November 3, 2025

USDA moves to partially fund November SNAP using contingency funds after court orders; agency resists tapping child nutrition money

USDA provides only half benefits with weeks of delays despite court orders to use contingency reserve funds

On Nov. 3, 2025, the USDA told federal courts it would obligate roughly $4.65 billion from SNAP’s contingency fund to provide partial November benefits while declining to transfer additional funds from Section 32 (child nutrition) to cover the remainder. The agency warned states that rolling out reduced payments could take weeks or longer for some systems.

In later filings and guidance (Nov. 5–6), the USDA revised its calculations about how deep reductions would be, and judges pushed back, ordering fuller payments and questioning the agency’s refusal to use child-nutrition balances.

In a Nov. 3 court filing, the USDA said it would obligate about $4.65 billion from SNAP’s contingency fund to provide partial November benefits while reserving roughly $600 million for administration and U.S. territories; the agency told the court the contingency balance alone did not cover the roughly $9+ billion needed for a full month of benefits.
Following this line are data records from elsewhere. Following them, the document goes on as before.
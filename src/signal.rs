//! Rule-based buy/sell signal generation.

use chrono::NaiveDate;
use serde::{Deserialize, Serialize};

use crate::oscillators::{OVERBOUGHT, OVERSOLD};
use crate::series::PriceSeries;
use crate::volatility::BollingerBands;

#[derive(Debug, Clone, Copy, PartialEq, Eq, Serialize, Deserialize)]
#[serde(rename_all = "lowercase")]
pub enum SignalKind {
    Buy,
    Sell,
}

/// One buy or sell marker. Lives for a single recompute.
#[derive(Debug, Clone, Copy, PartialEq, Serialize, Deserialize)]
pub struct SignalEvent {
    pub date: NaiveDate,
    pub kind: SignalKind,
    pub price: f64,
}

/// Cross-indicator signal rule over Bollinger Bands and RSI:
///
/// - buy when `RSI < 30` and the close is under the lower band
/// - sell when `RSI > 70` and the close is over the upper band
///
/// Bars where RSI or the bands are undefined are skipped. Every
/// qualifying bar emits its own event; consecutive qualifying bars are
/// not debounced and there is no cooldown. The two predicates are
/// mutually exclusive on the RSI range, so a bar yields at most one
/// event.
pub fn generate_signals(
    series: &PriceSeries,
    rsi: &[Option<f64>],
    bands: &BollingerBands,
) -> Vec<SignalEvent> {
    let mut events = Vec::new();
    for (i, bar) in series.bars().iter().enumerate() {
        let defined = (
            rsi.get(i).copied().flatten(),
            bands.upper.get(i).copied().flatten(),
            bands.lower.get(i).copied().flatten(),
        );
        let (Some(rsi_value), Some(upper), Some(lower)) = defined else {
            continue;
        };

        if rsi_value < OVERSOLD && bar.close < lower {
            events.push(SignalEvent {
                date: bar.date,
                kind: SignalKind::Buy,
                price: bar.close,
            });
        } else if rsi_value > OVERBOUGHT && bar.close > upper {
            events.push(SignalEvent {
                date: bar.date,
                kind: SignalKind::Sell,
                price: bar.close,
            });
        }
    }
    events
}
A senior USDA official, Patrick PennPatrick Penn, submitted a sworn declaration saying the agency intended to deplete the contingency fund to provide reduced November payments and that state system changes to issue reduced allotments could take anywhere from weeks to several months in some states.

Federal judges in Rhode Island and Massachusetts ordered the USDA to provide SNAP benefits for November and said the agency could transfer Section 32 (child nutrition) funds to help cover the shortfall; the USDA asked courts for a stay and argued transferring roughly $4 billion from child nutrition funds would risk the child nutrition programs.

After the Nov. 3 filings, the USDA revised its benefit-reduction calculations in follow-up filings and guidance (Nov. 5–6), prompting additional judicial scrutiny and state preparations to issue larger or full benefits.